Ukraine: new air attack on Kyiv after a deadly New Year

A new airstrike targeted Kyiv on Monday at dawn, after a New Year's Day marked by dozens of Russian strikes in Ukraine that left at least five people dead and dozens injured.

Ukraine: new air attack on Kyiv after a deadly New Year

A new airstrike targeted Kyiv on Monday at dawn, after a New Year's Day marked by dozens of Russian strikes in Ukraine that left at least five people dead and dozens injured.

“Stay in the shelters!” Asked around 1:00 a.m. (23:00 GMT) on Telegram Serguiï Popko, the head of the military administration of the capital. “The air defense works […]. Fragments of balconies and windows of a skyscraper were damaged” in the northeast of the city, he continued.

The alert was lifted about three hours later.

"The Russians launched several waves of Iranian-made Shahed drones," said Oleksiy Kuleba, head of the Kyiv region's military administration, adding that the strikes were directed against "essential infrastructure".

According to the mayor of the capital Vitali Klitschko, a 19-year-old man was injured by shards of glass.

Ukrainian air defense claimed to have shot down 41 drones and a Russian missile.

The operator DTEK announced that the attack had inflicted "damage" to infrastructure related to kyiv's electricity supply and that it should therefore impose emergency cuts.

The national company Ukrenergo confirmed the power outages, while ensuring that the situation was “totally under control”.

After a series of military setbacks on the ground and Ukrainian attacks targeting Russian territory and annexed Crimea, Moscow opted from October for a tactic of bombing Ukraine's infrastructure, regularly causing cuts in electricity and water.

Target facility in Russia

Russian authorities reported on Monday a Ukrainian drone attack on an electrical installation in the Bryansk region, bordering Ukraine, and claimed to have shot down a Ukrainian reconnaissance drone heading this time towards the great city ​​of Voronezh.

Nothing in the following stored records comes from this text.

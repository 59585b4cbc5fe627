//! HTTP networking module
//!
//! Provides the transport used to talk to the JupiterOne API.

mod client;
#[cfg(test)]
pub(crate) mod mock;
mod types;

pub use client::HttpClient;
pub use types::*;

"An installation providing electricity was damaged during this strike, a village is without electricity," said Governor Alexandre Bogomaz.

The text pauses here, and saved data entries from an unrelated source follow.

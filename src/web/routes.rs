//! Route definitions

use super::handlers;
use super::state::AppState;
use axum::{
    routing::{get, post},
    Router,
};
use tower_http::trace::TraceLayer;

/// Create the application router with all routes
pub fn create_router(state: AppState) -> Router {
    Router::new()
        .route("/query", post(handlers::query))
        .route("/webhook", post(handlers::webhook))
        .route("/health", get(handlers::health))
        .layer(TraceLayer::new_for_http())
        .with_state(state)
}
//! Cursor-driven paging across deferred jobs

use super::models::Accumulator;
use super::poller::{poll, PollPolicy};
use super::submitter::submit;
use crate::config::Credentials;
use crate::error::Result;
use crate::network::Transport;
use crate::query::QuerySpec;
use tracing::{debug, info};

/// Run submit/poll cycles until the cursor runs out, a page comes back
/// empty, or `spec.cap` rows have been gathered.
///
/// Rows keep server order within and across pages. Any failure aborts the
/// whole run; rows gathered so far are dropped.
pub async fn fetch_pages(
    transport: &dyn Transport,
    credentials: &Credentials,
    spec: &QuerySpec,
    policy: PollPolicy,
) -> Result<Accumulator> {
    let mut acc = Accumulator::new(spec.cap);

    loop {
        let job = submit(transport, credentials, spec, acc.cursor.as_deref()).await?;
        let page = poll(transport, credentials, &job, &spec.original, policy).await?;
        let page_len = page.rows.len();

        let done = acc.absorb(page);
        debug!(
            "Page {} returned {} rows ({} total, cap {})",
            acc.pages,
            page_len,
            acc.rows.len(),
            acc.cap
        );

        if done {
            break;
        }
    }

    info!(
        "Query finished after {} page(s) with {} rows",
        acc.pages,
        acc.rows.len()
    );
    Ok(acc)
}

Shortly before and after the transition to 2023 on Sunday, bombings on kyiv and seven other regions had already killed at least five people and injured 50, according to Ukrainian authorities.

For its part, Moscow claimed to have targeted drone manufacturing facilities.

In central kyiv, a missile ripped through the facade of a hotel on New Year's Eve, while local police chief Andriy Nebitov posted a photograph on Facebook showing what appeared to be the remains of a a drone with the words "Happy New Year" written in Russian.

The Ukrainian Air Force also claimed to have shot down 45 Shahed drones overnight from Saturday to Sunday.

Then, during the day on Sunday, "the enemy carried out 35 air strikes, using in particular Shahed-136 drones", and all the missiles fired by Russia were destroyed, announced in the evening the staff of the Ukrainian army.

The Russians “are losing. Drones, missiles and everything else won't help them. Because we are together”, reacted Sunday evening President Volodymyr Zelensky.

“And they won't take a single year away from Ukraine, they won't take away our independence. We won't give them anything. We respond to every Russian strike […] on all our cities and communities,” he said.

"Incredibly tired"

Pro-Russian separatist authorities in eastern Ukraine reported Ukrainian shelling before and after the New Year that left at least one dead and 15 injured.

The Russian army also declared on Sunday that it was continuing its offensive in the Donetsk region, in eastern Ukraine, where most of the fighting is currently concentrated.

The staff of the Ukrainian forces stressed in this regard on Sunday evening that "the enemy [...] continued to attempt attacks in the Bakhmout sector", the hottest point on the front, where both sides are suffering heavy losses.

The soldiers engaged in this battle are subjected to "incredible fatigue" moral and physical. And in this endless war of attrition, some end up seeing themselves "like meat, just fit to be sent to death", explained on the spot to AFP Mark Kouptchenenko, a young Ukrainian military chaplain who will all days at the front.

There are no or very few rotations, "they are constantly in combat", under enormous pressure, subject to orders that sometimes they no longer understand, he said.